• [Exercise]: Given the records below, would you repeat exactly the lines that begin at the one containing "if applied.version <= target" and end at the one containing "sqlx::query(sql)", inclusive?

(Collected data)
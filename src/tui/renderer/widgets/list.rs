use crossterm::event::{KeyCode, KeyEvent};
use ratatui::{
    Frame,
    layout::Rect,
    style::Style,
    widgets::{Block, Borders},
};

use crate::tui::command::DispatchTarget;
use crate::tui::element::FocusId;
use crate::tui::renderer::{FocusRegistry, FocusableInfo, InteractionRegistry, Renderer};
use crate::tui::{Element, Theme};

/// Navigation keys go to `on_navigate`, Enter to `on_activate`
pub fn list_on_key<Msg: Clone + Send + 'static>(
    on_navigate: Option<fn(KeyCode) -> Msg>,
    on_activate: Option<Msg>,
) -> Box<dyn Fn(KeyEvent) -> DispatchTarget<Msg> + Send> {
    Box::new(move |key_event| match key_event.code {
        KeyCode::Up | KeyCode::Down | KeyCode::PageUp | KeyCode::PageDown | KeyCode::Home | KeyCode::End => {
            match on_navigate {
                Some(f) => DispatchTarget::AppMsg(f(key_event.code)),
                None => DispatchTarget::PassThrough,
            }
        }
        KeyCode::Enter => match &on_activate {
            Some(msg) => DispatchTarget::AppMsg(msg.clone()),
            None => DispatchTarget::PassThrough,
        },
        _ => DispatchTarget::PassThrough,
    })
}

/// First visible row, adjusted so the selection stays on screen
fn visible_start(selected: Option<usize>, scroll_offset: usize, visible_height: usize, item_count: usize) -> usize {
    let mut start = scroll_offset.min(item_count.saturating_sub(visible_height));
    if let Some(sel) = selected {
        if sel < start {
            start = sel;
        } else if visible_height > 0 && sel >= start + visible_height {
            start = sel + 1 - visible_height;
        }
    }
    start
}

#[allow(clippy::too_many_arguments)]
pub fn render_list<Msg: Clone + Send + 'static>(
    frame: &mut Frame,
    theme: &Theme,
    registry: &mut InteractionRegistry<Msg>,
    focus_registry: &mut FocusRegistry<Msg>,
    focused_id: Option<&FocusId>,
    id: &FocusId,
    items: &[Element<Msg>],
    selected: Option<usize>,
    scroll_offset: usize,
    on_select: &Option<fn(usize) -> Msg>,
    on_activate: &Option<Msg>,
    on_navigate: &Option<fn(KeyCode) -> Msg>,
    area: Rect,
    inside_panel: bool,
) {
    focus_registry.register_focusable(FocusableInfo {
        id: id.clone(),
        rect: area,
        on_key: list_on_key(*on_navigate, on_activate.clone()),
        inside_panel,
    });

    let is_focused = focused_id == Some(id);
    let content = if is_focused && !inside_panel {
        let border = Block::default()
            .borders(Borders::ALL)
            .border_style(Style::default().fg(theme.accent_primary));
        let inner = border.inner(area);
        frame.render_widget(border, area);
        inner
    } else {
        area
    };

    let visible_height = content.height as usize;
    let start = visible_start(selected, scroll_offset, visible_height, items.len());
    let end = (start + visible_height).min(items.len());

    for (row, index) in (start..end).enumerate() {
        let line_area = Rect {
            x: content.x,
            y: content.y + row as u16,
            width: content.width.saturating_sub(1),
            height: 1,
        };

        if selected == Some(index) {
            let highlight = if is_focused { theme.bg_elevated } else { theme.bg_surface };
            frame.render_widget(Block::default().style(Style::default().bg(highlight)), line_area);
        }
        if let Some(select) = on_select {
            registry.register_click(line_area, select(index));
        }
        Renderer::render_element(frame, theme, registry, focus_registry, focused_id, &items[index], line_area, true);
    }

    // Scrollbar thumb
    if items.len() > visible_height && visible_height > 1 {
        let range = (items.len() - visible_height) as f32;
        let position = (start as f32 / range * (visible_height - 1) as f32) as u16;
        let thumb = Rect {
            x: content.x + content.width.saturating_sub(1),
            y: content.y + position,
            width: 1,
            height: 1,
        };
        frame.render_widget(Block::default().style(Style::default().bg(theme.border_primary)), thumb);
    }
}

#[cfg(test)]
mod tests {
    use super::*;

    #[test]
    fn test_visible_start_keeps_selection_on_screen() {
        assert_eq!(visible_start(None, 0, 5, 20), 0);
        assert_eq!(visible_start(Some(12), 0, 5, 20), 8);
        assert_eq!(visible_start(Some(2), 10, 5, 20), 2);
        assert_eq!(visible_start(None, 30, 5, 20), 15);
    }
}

* * *

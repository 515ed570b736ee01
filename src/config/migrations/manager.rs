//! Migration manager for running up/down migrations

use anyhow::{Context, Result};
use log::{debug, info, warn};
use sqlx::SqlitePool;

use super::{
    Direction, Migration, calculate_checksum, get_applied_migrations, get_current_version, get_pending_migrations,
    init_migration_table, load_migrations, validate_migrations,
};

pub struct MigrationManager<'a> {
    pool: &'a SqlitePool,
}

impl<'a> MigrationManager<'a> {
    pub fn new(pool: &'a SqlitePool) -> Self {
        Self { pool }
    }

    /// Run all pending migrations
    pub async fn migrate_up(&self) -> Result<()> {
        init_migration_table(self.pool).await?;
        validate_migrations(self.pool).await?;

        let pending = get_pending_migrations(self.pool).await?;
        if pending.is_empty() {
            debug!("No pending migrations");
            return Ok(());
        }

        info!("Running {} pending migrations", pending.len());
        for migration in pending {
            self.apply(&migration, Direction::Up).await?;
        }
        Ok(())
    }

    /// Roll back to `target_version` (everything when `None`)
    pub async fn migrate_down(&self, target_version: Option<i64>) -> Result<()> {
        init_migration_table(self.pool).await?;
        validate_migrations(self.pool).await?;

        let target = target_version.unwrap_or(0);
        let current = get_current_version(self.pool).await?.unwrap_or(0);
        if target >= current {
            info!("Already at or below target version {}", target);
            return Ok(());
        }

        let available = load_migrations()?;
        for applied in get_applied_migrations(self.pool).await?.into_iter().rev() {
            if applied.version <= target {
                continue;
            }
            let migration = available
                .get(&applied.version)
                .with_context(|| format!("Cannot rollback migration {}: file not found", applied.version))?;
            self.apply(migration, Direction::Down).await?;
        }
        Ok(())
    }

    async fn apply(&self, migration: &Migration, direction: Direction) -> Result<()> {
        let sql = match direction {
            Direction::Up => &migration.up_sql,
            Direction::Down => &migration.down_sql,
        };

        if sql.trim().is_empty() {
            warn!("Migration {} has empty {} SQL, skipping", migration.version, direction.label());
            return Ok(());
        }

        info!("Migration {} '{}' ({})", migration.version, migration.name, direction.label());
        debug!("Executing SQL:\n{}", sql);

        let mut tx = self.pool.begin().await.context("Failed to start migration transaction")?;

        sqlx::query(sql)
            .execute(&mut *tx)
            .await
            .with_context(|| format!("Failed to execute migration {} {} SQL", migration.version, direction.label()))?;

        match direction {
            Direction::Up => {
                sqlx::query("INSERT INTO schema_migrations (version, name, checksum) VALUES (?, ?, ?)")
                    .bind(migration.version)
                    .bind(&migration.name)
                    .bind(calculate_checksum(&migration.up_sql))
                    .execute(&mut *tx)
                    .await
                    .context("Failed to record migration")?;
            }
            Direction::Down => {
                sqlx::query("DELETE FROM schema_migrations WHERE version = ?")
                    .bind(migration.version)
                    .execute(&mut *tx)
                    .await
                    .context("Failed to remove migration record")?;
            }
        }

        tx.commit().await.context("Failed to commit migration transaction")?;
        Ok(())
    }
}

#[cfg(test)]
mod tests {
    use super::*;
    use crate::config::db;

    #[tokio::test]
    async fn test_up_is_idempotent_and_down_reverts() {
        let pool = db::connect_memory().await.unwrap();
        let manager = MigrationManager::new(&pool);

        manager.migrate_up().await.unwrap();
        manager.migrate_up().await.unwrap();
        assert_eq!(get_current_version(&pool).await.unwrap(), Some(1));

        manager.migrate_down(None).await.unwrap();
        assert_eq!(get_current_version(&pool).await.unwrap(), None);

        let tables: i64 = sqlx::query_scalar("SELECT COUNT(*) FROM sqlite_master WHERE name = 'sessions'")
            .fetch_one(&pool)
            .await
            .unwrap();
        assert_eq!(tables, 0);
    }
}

• [Answer for this exercise]:
            if applied.version <= target {
                continue;
            }
            let migration = available
                .get(&applied.version)
                .with_context(|| format!("Cannot rollback migration {}: file not found", applied.version))?;
            self.apply(migration, Direction::Down).await?;
        }
        Ok(())
    }

    async fn apply(&self, migration: &Migration, direction: Direction) -> Result<()> {
        let sql = match direction {
            Direction::Up => &migration.up_sql,
            Direction::Down => &migration.down_sql,
        };

        if sql.trim().is_empty() {
            warn!("Migration {} has empty {} SQL, skipping", migration.version, direction.label());
            return Ok(());
        }

        info!("Migration {} '{}' ({})", migration.version, migration.name, direction.label());
        debug!("Executing SQL:\n{}", sql);

        let mut tx = self.pool.begin().await.context("Failed to start migration transaction")?;

        sqlx::query(sql)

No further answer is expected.